# Information given
--- START ---

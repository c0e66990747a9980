//! Test fixtures and store doubles for integration testing

use async_trait::async_trait;
use axum::body::{to_bytes, Body};
use axum::http::{Request, StatusCode};
use axum::Router;
use seance_lobby::config::AppConfig;
use seance_lobby::error::{LobbyError, Result};
use seance_lobby::lobby::Lobby;
use seance_lobby::service::{api_router, AppState};
use seance_lobby::store::{CasOutcome, InMemoryLobbyStore, LobbyStore};
use serde_json::Value;
use std::sync::Arc;
use tower::ServiceExt; // for oneshot

/// Router backed by a fresh in-memory store
pub fn test_router() -> Router {
    router_with_store(Arc::new(InMemoryLobbyStore::new()))
}

/// Router backed by an explicit store double
pub fn router_with_store(store: Arc<dyn LobbyStore>) -> Router {
    api_router(AppState::with_store(&AppConfig::default(), store))
}

/// Store double whose every operation fails, for health degradation tests
pub struct FailingStore;

#[async_trait]
impl LobbyStore for FailingStore {
    async fn create(&self, _lobby: Lobby) -> Result<()> {
        Err(unreachable_store())
    }

    async fn get(&self, _lobby_id: &str) -> Result<Lobby> {
        Err(unreachable_store())
    }

    async fn compare_and_swap(&self, _expected_revision: u64, _lobby: Lobby) -> Result<CasOutcome> {
        Err(unreachable_store())
    }

    async fn count(&self) -> Result<usize> {
        Err(unreachable_store())
    }
}

fn unreachable_store() -> LobbyError {
    LobbyError::Storage {
        message: "lobby store unreachable".to_string(),
    }
}

/// Store double whose conditional writes always lose, for contention tests
pub struct ContendedStore {
    inner: InMemoryLobbyStore,
}

impl ContendedStore {
    pub fn new() -> Self {
        Self {
            inner: InMemoryLobbyStore::new(),
        }
    }
}

#[async_trait]
impl LobbyStore for ContendedStore {
    async fn create(&self, lobby: Lobby) -> Result<()> {
        self.inner.create(lobby).await
    }

    async fn get(&self, lobby_id: &str) -> Result<Lobby> {
        self.inner.get(lobby_id).await
    }

    async fn compare_and_swap(&self, _expected_revision: u64, _lobby: Lobby) -> Result<CasOutcome> {
        Ok(CasOutcome::RevisionConflict)
    }

    async fn count(&self) -> Result<usize> {
        self.inner.count().await
    }
}

/// Send a JSON request and collect the response status and parsed body
pub async fn send_json(app: Router, method: &str, uri: &str, body: Value) -> (StatusCode, Value) {
    let request = Request::builder()
        .method(method)
        .uri(uri)
        .header("content-type", "application/json")
        .body(Body::from(body.to_string()))
        .unwrap();

    dispatch(app, request).await
}

/// Send a bodyless GET request and collect the response
pub async fn send_get(app: Router, uri: &str) -> (StatusCode, Value) {
    let request = Request::builder().uri(uri).body(Body::empty()).unwrap();
    dispatch(app, request).await
}

async fn dispatch(app: Router, request: Request<Body>) -> (StatusCode, Value) {
    let response = app.oneshot(request).await.unwrap();
    let status = response.status();

    let bytes = to_bytes(response.into_body(), usize::MAX).await.unwrap();
    let body = if bytes.is_empty() {
        Value::Null
    } else {
        serde_json::from_slice(&bytes).unwrap()
    };

    (status, body)
}
//! Seance Lobby - session management microservice for a ghost-hunting game
//!
//! This crate owns the authoritative roster and status of live game sessions:
//! creating lobbies, joining and leaving, per-player state updates, and item
//! pickups, all persisted through a revision-gated store so concurrent
//! requests against the same lobby never lose updates.

pub mod config;
pub mod error;
pub mod lobby;
pub mod service;
pub mod store;
pub mod types;
pub mod utils;

// Re-export commonly used types and components
pub use error::{LobbyError, Result};
pub use lobby::{Lobby, LobbyService};
pub use store::{CasOutcome, InMemoryLobbyStore, LobbyStore};
pub use types::*;

/// Library version
pub const VERSION: &str = env!("CARGO_PKG_VERSION");
//! Main entry point for the Seance Lobby service
//!
//! Production entry point that loads configuration, initializes logging,
//! serves the REST API, and shuts down gracefully on SIGINT/SIGTERM.

use anyhow::Result;
use clap::Parser;
use seance_lobby::config::AppConfig;
use seance_lobby::service::ApiServer;
use std::path::PathBuf;
use std::sync::Arc;
use tokio::signal;
use tracing::{error, info, warn};

/// Seance Lobby Service - game session and roster management
#[derive(Parser)]
#[command(
    name = "seance-lobby",
    version,
    about = "Lobby microservice for a multiplayer ghost-hunting game",
    long_about = "Seance Lobby owns the authoritative roster and status of live game \
                 sessions: lobby creation, joins and leaves, per-player state updates, \
                 and item pickups, with optimistic concurrency control per lobby."
)]
struct Args {
    /// Configuration file path
    #[arg(
        short,
        long,
        value_name = "FILE",
        help = "Path to configuration file (TOML format)"
    )]
    config: Option<PathBuf>,

    /// Log level override
    #[arg(
        short,
        long,
        value_name = "LEVEL",
        help = "Override log level (trace, debug, info, warn, error)"
    )]
    log_level: Option<String>,

    /// HTTP port override
    #[arg(short, long, value_name = "PORT", help = "Override HTTP server port")]
    port: Option<u16>,

    /// Enable debug mode
    #[arg(short, long, help = "Enable debug mode with verbose logging")]
    debug: bool,

    /// Dry run mode (validate config and exit)
    #[arg(
        long,
        help = "Validate configuration and exit without starting service"
    )]
    dry_run: bool,
}

/// Initialize structured logging with the configured level
fn init_logging(log_level: &str) -> Result<()> {
    let subscriber = tracing_subscriber::fmt()
        .with_env_filter(
            tracing_subscriber::EnvFilter::try_from_default_env()
                .unwrap_or_else(|_| log_level.into()),
        )
        .with_target(false)
        .finish();

    tracing::subscriber::set_global_default(subscriber)
        .map_err(|e| anyhow::anyhow!("Failed to initialize logging: {}", e))?;

    Ok(())
}

/// Wait for shutdown signals (SIGINT, SIGTERM)
async fn wait_for_shutdown_signal() {
    let ctrl_c = async {
        if let Err(e) = signal::ctrl_c().await {
            error!("Failed to install Ctrl+C handler: {}", e);
        }
    };

    #[cfg(unix)]
    let terminate = async {
        match signal::unix::signal(signal::unix::SignalKind::terminate()) {
            Ok(mut sigterm) => {
                sigterm.recv().await;
            }
            Err(e) => error!("Failed to install SIGTERM handler: {}", e),
        }
    };

    #[cfg(not(unix))]
    let terminate = std::future::pending::<()>();

    tokio::select! {
        _ = ctrl_c => {
            info!("Received SIGINT (Ctrl+C) signal");
        },
        _ = terminate => {
            info!("Received SIGTERM signal");
        },
    }
}

/// Display startup banner with service information
fn display_startup_banner(config: &AppConfig) {
    info!("🚀 Seance Lobby Service");
    info!("   Service: {}", config.service.name);
    info!("   Log level: {}", config.service.log_level);
    info!("   Bind address: {}", config.bind_addr());
    info!("   Swap retry bound: {}", config.lobby.max_swap_retries);
    info!("━━━━━━━━━━━━━━━━━━━━━━━━━━━━━━━━━━━━━━━━━━━━━━━━━");
}

/// Load and merge configuration from environment and CLI arguments
fn load_config(args: &Args) -> Result<AppConfig> {
    let mut config = if let Some(config_path) = &args.config {
        AppConfig::from_file(config_path)?
    } else {
        AppConfig::from_env()?
    };

    if let Some(log_level) = &args.log_level {
        config.service.log_level = log_level.clone();
    }

    if args.debug {
        config.service.log_level = "debug".to_string();
    }

    if let Some(port) = args.port {
        config.service.port = port;
    }

    Ok(config)
}

#[tokio::main]
async fn main() -> Result<()> {
    let args = Args::parse();

    let config = load_config(&args).unwrap_or_else(|e| {
        eprintln!("Configuration error: {}", e);
        std::process::exit(1);
    });

    if let Err(e) = init_logging(&config.service.log_level) {
        eprintln!("Failed to initialize logging: {}", e);
        std::process::exit(1);
    }

    display_startup_banner(&config);

    if args.dry_run {
        info!("Configuration validation successful");
        info!("Dry run completed - exiting without starting service");
        return Ok(());
    }

    let server = Arc::new(ApiServer::new(config.clone()));

    let server_task = {
        let server = server.clone();
        tokio::spawn(async move {
            if let Err(e) = server.start().await {
                error!("API server failed: {}", e);
            }
        })
    };

    info!("✅ Seance Lobby Service is running");
    info!("Press Ctrl+C to shutdown gracefully...");

    wait_for_shutdown_signal().await;

    info!("🛑 Shutdown signal received, beginning graceful shutdown...");
    server.stop();

    match tokio::time::timeout(config.shutdown_timeout(), server_task).await {
        Ok(_) => {
            info!("✅ Graceful shutdown completed successfully");
        }
        Err(_) => {
            warn!("⚠️  Shutdown timeout exceeded, forcing exit");
        }
    }

    info!("🛑 Seance Lobby Service stopped");
    Ok(())
}
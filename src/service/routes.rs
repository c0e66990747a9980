//! REST handlers for the lobby API
//!
//! Each mutating handler parses its request structure once at the boundary,
//! delegates to the lobby service, and shapes the response as a pure
//! projection of the resulting snapshot. Error responses all share the
//! `{error: ...}` body with the status drawn from the error taxonomy.

use crate::error::LobbyError;
use crate::service::app::AppState;
use crate::service::health::{health_handler, stats_handler};
use crate::types::{
    BringItemRequest, BringItemResponse, CreateLobbyRequest, CreateLobbyResponse, ErrorBody,
    JoinLobbyRequest, JoinLobbyResponse, LeaveLobbyRequest, LeaveLobbyResponse, LobbyStateResponse,
    PlayerState, UpdatePlayerRequest,
};
use axum::{
    extract::rejection::JsonRejection,
    extract::{FromRequest, Path, State},
    http::StatusCode,
    response::{IntoResponse, Response},
    routing::{get, patch, post},
    Json, Router,
};
use tower_http::cors::CorsLayer;

/// JSON extractor that reports malformed bodies through the error taxonomy
#[derive(FromRequest)]
#[from_request(via(axum::Json), rejection(LobbyError))]
pub struct AppJson<T>(pub T);

impl From<JsonRejection> for LobbyError {
    fn from(rejection: JsonRejection) -> Self {
        LobbyError::InvalidArgument {
            reason: rejection.body_text(),
        }
    }
}

impl IntoResponse for LobbyError {
    fn into_response(self) -> Response {
        let status = match &self {
            LobbyError::InvalidArgument { .. } => StatusCode::BAD_REQUEST,
            LobbyError::LobbyNotFound { .. } | LobbyError::PlayerNotFound { .. } => {
                StatusCode::NOT_FOUND
            }
            LobbyError::NotMember { .. }
            | LobbyError::AlreadyMember { .. }
            | LobbyError::LobbyFull { .. }
            | LobbyError::NotOpen { .. }
            | LobbyError::AlreadyExists { .. } => StatusCode::BAD_REQUEST,
            LobbyError::Contention { .. } => StatusCode::SERVICE_UNAVAILABLE,
            LobbyError::Storage { .. } => StatusCode::INTERNAL_SERVER_ERROR,
        };

        (
            status,
            Json(ErrorBody {
                error: self.to_string(),
            }),
        )
            .into_response()
    }
}

/// Create the Axum router with all lobby endpoints
pub fn api_router(state: AppState) -> Router {
    Router::new()
        .route("/lobbies", post(create_lobby))
        .route("/lobbies/{id}", get(get_lobby))
        .route("/lobbies/{id}/join", post(join_lobby))
        .route("/lobbies/{id}/leave", post(leave_lobby))
        .route("/lobbies/{id}/players/{user_id}", patch(update_player))
        .route("/lobbies/{id}/items/bring", post(bring_item))
        .route("/health", get(health_handler))
        .route("/stats", get(stats_handler))
        .layer(CorsLayer::permissive())
        .with_state(state)
}

/// `POST /lobbies` - create a new lobby with the host as sole player
async fn create_lobby(
    State(state): State<AppState>,
    AppJson(request): AppJson<CreateLobbyRequest>,
) -> Result<(StatusCode, Json<CreateLobbyResponse>), LobbyError> {
    let lobby = state
        .lobby_service
        .create_lobby(
            &request.host_user_id,
            &request.map_id,
            &request.difficulty,
            request.max_players,
        )
        .await?;

    Ok((StatusCode::CREATED, Json(CreateLobbyResponse::from(&lobby))))
}

/// `GET /lobbies/{id}` - current lobby state
async fn get_lobby(
    State(state): State<AppState>,
    Path(lobby_id): Path<String>,
) -> Result<Json<LobbyStateResponse>, LobbyError> {
    let lobby = state.lobby_service.get_lobby(&lobby_id).await?;
    Ok(Json(LobbyStateResponse::from(&lobby)))
}

/// `POST /lobbies/{id}/join` - add a user to the roster
async fn join_lobby(
    State(state): State<AppState>,
    Path(lobby_id): Path<String>,
    AppJson(request): AppJson<JoinLobbyRequest>,
) -> Result<Json<JoinLobbyResponse>, LobbyError> {
    let lobby = state.lobby_service.join(&lobby_id, &request.user_id).await?;
    Ok(Json(JoinLobbyResponse::from(&lobby)))
}

/// `POST /lobbies/{id}/leave` - remove a user from the roster
async fn leave_lobby(
    State(state): State<AppState>,
    Path(lobby_id): Path<String>,
    AppJson(request): AppJson<LeaveLobbyRequest>,
) -> Result<Json<LeaveLobbyResponse>, LobbyError> {
    state
        .lobby_service
        .leave(&lobby_id, &request.user_id)
        .await?;
    Ok(Json(LeaveLobbyResponse { left: true }))
}

/// `PATCH /lobbies/{id}/players/{user_id}` - partial player state update
async fn update_player(
    State(state): State<AppState>,
    Path((lobby_id, user_id)): Path<(String, String)>,
    AppJson(request): AppJson<UpdatePlayerRequest>,
) -> Result<Json<PlayerState>, LobbyError> {
    let player = state
        .lobby_service
        .update_player(&lobby_id, &user_id, request.sanity, request.dead)
        .await?;
    Ok(Json(PlayerState::from(&player)))
}

/// `POST /lobbies/{id}/items/bring` - record an item carried into the session
async fn bring_item(
    State(state): State<AppState>,
    Path(lobby_id): Path<String>,
    AppJson(request): AppJson<BringItemRequest>,
) -> Result<Json<BringItemResponse>, LobbyError> {
    state
        .lobby_service
        .bring_item(&lobby_id, &request.user_id, &request.inventory_id)
        .await?;
    Ok(Json(BringItemResponse { added: true }))
}
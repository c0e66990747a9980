//! Configuration management for the lobby service
//!
//! This module handles configuration loading from environment variables and
//! TOML files, validation, and default values.

pub mod app;

// Re-export commonly used types
pub use app::{validate_config, AppConfig, LobbySettings, ServiceSettings};
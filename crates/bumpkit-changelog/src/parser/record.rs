//! Raw commit records
//!
//! A record is newline-separated: subject, body lines, then a fixed trailer
//! of hash, date, author name and author email.

use chrono::{DateTime, NaiveDate, NaiveDateTime};

use bumpkit_core::CommitFormatError;

/// Trailer fields following the body
const TRAILER_LEN: usize = 4;

/// Subject, at least one body line and the trailer
const MIN_LINES: usize = 2 + TRAILER_LEN;

/// A raw record split into its fields
#[derive(Debug, PartialEq, Eq)]
pub(crate) struct RawRecord<'a> {
    pub subject: &'a str,
    pub body: String,
    pub hash: &'a str,
    pub date: &'a str,
    pub name: &'a str,
    pub email: &'a str,
}

impl<'a> RawRecord<'a> {
    /// Split and validate a raw record
    pub fn split(raw: &'a str) -> Result<Self, CommitFormatError> {
        let mut lines: Vec<&str> = raw.split('\n').collect();
        if lines.len() > 1 && lines.last() == Some(&"") {
            lines.pop();
        }

        if lines.len() < MIN_LINES {
            return Err(CommitFormatError::TooFewFields { found: lines.len() });
        }

        let trailer = lines.len() - TRAILER_LEN;
        let (hash, date, name, email) = (
            lines[trailer],
            lines[trailer + 1],
            lines[trailer + 2],
            lines[trailer + 3],
        );

        if !is_hash(hash) {
            return Err(CommitFormatError::InvalidHash(hash.to_string()));
        }
        if !is_date(date) {
            return Err(CommitFormatError::InvalidDate(date.to_string()));
        }
        // An email-shaped name only signals a shift when the email slot isn't one
        if name.trim().is_empty() || is_date(name) || (is_email(name) && !is_email(email)) {
            return Err(CommitFormatError::InvalidName(name.to_string()));
        }
        if !is_email(email) {
            return Err(CommitFormatError::InvalidEmail(email.to_string()));
        }

        Ok(Self {
            subject: lines[0].trim(),
            body: lines[1..trailer].join("\n").trim().to_string(),
            hash,
            date,
            name,
            email,
        })
    }

    /// `subject + "\n" + body`, trimmed, with runs of blank lines collapsed
    pub fn message(&self) -> String {
        let mut out: Vec<&str> = Vec::new();
        let mut previous_blank = false;

        for line in self.subject.lines().chain(self.body.lines()) {
            let blank = line.trim().is_empty();
            if blank && previous_blank {
                continue;
            }
            out.push(if blank { "" } else { line });
            previous_blank = blank;
        }

        out.join("\n").trim().to_string()
    }
}

fn is_hash(value: &str) -> bool {
    (4..=64).contains(&value.len()) && value.chars().all(|c| c.is_ascii_hexdigit())
}

fn is_date(value: &str) -> bool {
    let value = value.trim();
    DateTime::parse_from_rfc3339(value).is_ok()
        || DateTime::parse_from_str(value, "%Y-%m-%d %H:%M:%S %z").is_ok()
        || NaiveDateTime::parse_from_str(value, "%Y-%m-%dT%H:%M:%S").is_ok()
        || NaiveDate::parse_from_str(value, "%Y-%m-%d").is_ok()
}

fn is_email(value: &str) -> bool {
    value.contains('@') && !value.chars().any(char::is_whitespace)
}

--- END ---

# Exercise brief
In the listing above, find the line with "pub mod app;" and the line with "if lines.len() >"; set down exactly those two lines and every line between them, nothing more.

# Output of the exercise
pub mod app;

// Re-export commonly used types
pub use app::{validate_config, AppConfig, LobbySettings, ServiceSettings};
filename crates/bumpkit-changelog/src/parser/record.rs
//! Raw commit records
//!
//! A record is newline-separated: subject, body lines, then a fixed trailer
//! of hash, date, author name and author email.

use chrono::{DateTime, NaiveDate, NaiveDateTime};

use bumpkit_core::CommitFormatError;

/// Trailer fields following the body
const TRAILER_LEN: usize = 4;

/// Subject, at least one body line and the trailer
const MIN_LINES: usize = 2 + TRAILER_LEN;

/// A raw record split into its fields
#[derive(Debug, PartialEq, Eq)]
pub(crate) struct RawRecord<'a> {
    pub subject: &'a str,
    pub body: String,
    pub hash: &'a str,
    pub date: &'a str,
    pub name: &'a str,
    pub email: &'a str,
}

impl<'a> RawRecord<'a> {
    /// Split and validate a raw record
    pub fn split(raw: &'a str) -> Result<Self, CommitFormatError> {
        let mut lines: Vec<&str> = raw.split('\n').collect();
        if lines.len() > 1 && lines.last() == Some(&"") {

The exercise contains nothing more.